The problem —
Could you filter the records below down to the lines that include the word "GatewayConfig"?

Information —

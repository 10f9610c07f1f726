//! Configuration schema definitions.
//!
//! This module defines the complete configuration structure for the gateway.
//! All types derive Serde traits for deserialization from config files.

use serde::{Deserialize, Serialize};

/// Root configuration for the gateway.
#[derive(Debug, Clone, Deserialize, Serialize)]
#[serde(default)]
pub struct GatewayConfig {
    /// Listener configuration (bind address).
    pub listener: ListenerConfig,

    /// Auth service used to validate tokens on gated routes.
    pub auth: AuthConfig,

    /// Route definitions mapping path prefixes to backends.
    pub routes: Vec<RouteConfig>,

    /// Timeout configuration.
    pub timeouts: TimeoutConfig,

    /// Header handling on forwarded requests.
    pub forwarding: ForwardingConfig,

    /// Observability settings.
    pub observability: ObservabilityConfig,
}

impl Default for GatewayConfig {
    fn default() -> Self {
        Self {
            listener: ListenerConfig::default(),
            auth: AuthConfig::default(),
            routes: default_routes(),
            timeouts: TimeoutConfig::default(),
            forwarding: ForwardingConfig::default(),
            observability: ObservabilityConfig::default(),
        }
    }
}

/// Listener configuration.
#[derive(Debug, Clone, Deserialize, Serialize)]
#[serde(default)]
pub struct ListenerConfig {
    /// Bind address (e.g., "0.0.0.0:8080").
    pub bind_address: String,
}

impl Default for ListenerConfig {
    fn default() -> Self {
        Self {
            bind_address: "0.0.0.0:8080".to_string(),
        }
    }
}

/// Auth service configuration.
#[derive(Debug, Clone, Deserialize, Serialize)]
#[serde(default)]
pub struct AuthConfig {
    /// Validation endpoint; the token is appended as a query parameter.
    pub validate_url: String,

    /// Name of the query parameter carrying the token.
    pub token_param: String,
}

impl Default for AuthConfig {
    fn default() -> Self {
        Self {
            validate_url: "http://localhost:8081/validate".to_string(),
            token_param: "token".to_string(),
        }
    }
}

/// Route configuration mapping a path prefix to a backend.
#[derive(Debug, Clone, Deserialize, Serialize, PartialEq, Eq)]
pub struct RouteConfig {
    /// Externally visible path prefix (e.g., "/user").
    pub prefix: String,

    /// Backend base URL (scheme, host, port).
    pub target: String,

    /// Path prepended when forwarding. Defaults to `prefix`.
    #[serde(default)]
    pub service_path: Option<String>,

    /// Whether requests under this prefix must pass the auth gate.
    #[serde(default)]
    pub requires_auth: bool,
}

impl RouteConfig {
    pub fn new(prefix: impl Into<String>, target: impl Into<String>, requires_auth: bool) -> Self {
        Self {
            prefix: prefix.into(),
            target: target.into(),
            service_path: None,
            requires_auth,
        }
    }
}

/// The stock service map used when no routes are configured.
pub fn default_routes() -> Vec<RouteConfig> {
    vec![
        RouteConfig::new("/auth", "http://localhost:8081", false),
        RouteConfig::new("/product", "http://localhost:8082", false),
        RouteConfig::new("/user", "http://localhost:8083", true),
        RouteConfig::new("/cart", "http://localhost:8084", true),
        RouteConfig::new("/order", "http://localhost:8085", true),
        RouteConfig::new("/payment", "http://localhost:8086", true),
        RouteConfig::new("/shipping", "http://localhost:8087", true),
        RouteConfig::new("/notification", "http://localhost:8088", true),
        RouteConfig::new("/analytics", "http://localhost:8089", true),
        // Backend enforces its own rules.
        RouteConfig::new("/review", "http://localhost:8090", false),
    ]
}

/// Timeout configuration for outbound calls.
///
/// A value of 0 disables the corresponding deadline.
#[derive(Debug, Clone, Deserialize, Serialize)]
#[serde(default)]
pub struct TimeoutConfig {
    /// TCP connect timeout for backends and the auth service, in seconds.
    pub connect_secs: u64,

    /// Total time allowed for an auth validation call, in seconds.
    pub auth_secs: u64,

    /// Time allowed until a backend returns response headers, in seconds.
    pub upstream_secs: u64,
}

impl Default for TimeoutConfig {
    fn default() -> Self {
        Self {
            connect_secs: 5,
            auth_secs: 5,
            upstream_secs: 30,
        }
    }
}

/// Header handling for forwarded requests.
#[derive(Debug, Clone, Deserialize, Serialize)]
#[serde(default)]
pub struct ForwardingConfig {
    /// Remove hop-by-hop headers (Connection, Transfer-Encoding, ...) before forwarding.
    pub strip_hop_by_hop: bool,

    /// Forward the caller's `Host` header instead of the backend authority.
    pub preserve_host: bool,
}

impl Default for ForwardingConfig {
    fn default() -> Self {
        Self {
            strip_hop_by_hop: false,
            preserve_host: true,
        }
    }
}

/// Observability configuration.
#[derive(Debug, Clone, Deserialize, Serialize)]
#[serde(default)]
pub struct ObservabilityConfig {
    /// Log level (trace, debug, info, warn, error).
    pub log_level: String,
}

impl Default for ObservabilityConfig {
    fn default() -> Self {
        Self {
            log_level: "info".to_string(),
        }
    }
}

Task result —
pub struct GatewayConfig {
impl Default for GatewayConfig {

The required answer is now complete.